-- DATA PROVIDED follows --

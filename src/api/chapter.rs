use axum::{
    routing::{delete, get, post, put},
    Router,
};
use sqlx::PgPool;

use crate::db::queries::chapter::*;

pub fn public_chapter_routes() -> Router<PgPool> {
    Router::new()
        .route("/chapters", get(get_chapters))
        .route("/chapters/{id}", get(get_chapter))
}

pub fn chapter_routes() -> Router<PgPool> {
    Router::new()
        .route("/chapters", post(create_chapter))
        .route("/chapters/{id}", put(update_chapter))
        .route("/chapters/{id}", delete(delete_chapter))
}
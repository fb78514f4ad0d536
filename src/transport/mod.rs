//! Messaging transport seam and the adapter that turns transport lifecycle
//! signals into hooks for the rest of the system.

mod adapter;
mod mock;
mod outbox;
#[cfg(feature = "telegram")]
mod telegram;
#[cfg(test)]
mod tests;

pub use adapter::TransportAdapter;
pub use mock::MockTransport;
pub use outbox::OutboxTransport;
#[cfg(feature = "telegram")]
pub use telegram::TelegramTransport;

use crate::config::{TransportBackend, TransportConfig};
use crate::error::{Result, TransportError};
use async_trait::async_trait;
use std::fmt;
use std::sync::Arc;
use tokio::sync::mpsc;

/// Opaque recipient identifier understood by the active transport
#[derive(Debug, Clone, PartialEq, Eq, Hash)]
pub struct Recipient(String);

impl Recipient {
    pub fn new(id: impl Into<String>) -> Self {
        Self(id.into())
    }

    pub fn as_str(&self) -> &str {
        &self.0
    }
}

impl fmt::Display for Recipient {
    fn fmt(&self, f: &mut fmt::Formatter<'_>) -> fmt::Result {
        f.write_str(&self.0)
    }
}

impl From<&str> for Recipient {
    fn from(id: &str) -> Self {
        Self::new(id)
    }
}

/// Image delivered through [`Transport::send_media`]
#[derive(Debug, Clone, PartialEq, Eq)]
pub struct MediaPayload {
    pub file_name: String,
    pub mime_type: &'static str,
    pub bytes: Vec<u8>,
    pub caption: Option<String>,
}

impl MediaPayload {
    pub fn jpeg(file_name: String, bytes: Vec<u8>, caption: Option<String>) -> Self {
        Self {
            file_name,
            mime_type: "image/jpeg",
            bytes,
            caption,
        }
    }
}

/// Text received from a remote user
#[derive(Debug, Clone, PartialEq, Eq)]
pub struct InboundMessage {
    pub text: String,
    pub sender: Recipient,
}

/// Lifecycle signals raised by a transport
#[derive(Debug, Clone, PartialEq, Eq)]
pub enum TransportEvent {
    /// The transport can send from now on
    Ready,
    /// Pairing/authentication data to show to the operator
    PairingChallenge(String),
    InboundMessage(InboundMessage),
}

/// Messaging backend
#[async_trait]
pub trait Transport: Send + Sync {
    fn name(&self) -> &'static str;

    /// Begin receiving; lifecycle signals are pushed into `events`
    async fn start(
        &self,
        events: mpsc::Sender<TransportEvent>,
    ) -> std::result::Result<(), TransportError>;

    async fn stop(&self) -> std::result::Result<(), TransportError>;

    async fn send_text(
        &self,
        recipient: &Recipient,
        text: &str,
    ) -> std::result::Result<(), TransportError>;

    async fn send_media(
        &self,
        recipient: &Recipient,
        media: &MediaPayload,
    ) -> std::result::Result<(), TransportError>;
}

/// Build the configured transport backend
pub fn build_transport(config: &TransportConfig) -> Result<Arc<dyn Transport>> {
    match config.backend {
        TransportBackend::Outbox => Ok(Arc::new(OutboxTransport::new(&config.outbox_dir))),
        TransportBackend::Telegram => build_telegram(config),
    }
}

#[cfg(feature = "telegram")]
fn build_telegram(config: &TransportConfig) -> Result<Arc<dyn Transport>> {
    Ok(Arc::new(TelegramTransport::new(config)?))
}

#[cfg(not(feature = "telegram"))]
fn build_telegram(_config: &TransportConfig) -> Result<Arc<dyn Transport>> {
    Err(crate::error::DoorsnapError::setup(
        "transport",
        "telegram support is not compiled into this build",
    ))
}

-- DATA PROVIDED concluded --

WHAT YOU HAVE TO DO - Write down exactly every line of the material above up to and including the line containing "mod adapter;".

SOLUTION FOR THIS TASK -
filename src/api/chapter.rs
use axum::{
    routing::{delete, get, post, put},
    Router,
};
use sqlx::PgPool;

use crate::db::queries::chapter::*;

pub fn public_chapter_routes() -> Router<PgPool> {
    Router::new()
        .route("/chapters", get(get_chapters))
        .route("/chapters/{id}", get(get_chapter))
}

pub fn chapter_routes() -> Router<PgPool> {
    Router::new()
        .route("/chapters", post(create_chapter))
        .route("/chapters/{id}", put(update_chapter))
        .route("/chapters/{id}", delete(delete_chapter))
}
repository fb78514f4ad0d536
filename src/transport/mod.rs
//! Messaging transport seam and the adapter that turns transport lifecycle
//! signals into hooks for the rest of the system.

mod adapter;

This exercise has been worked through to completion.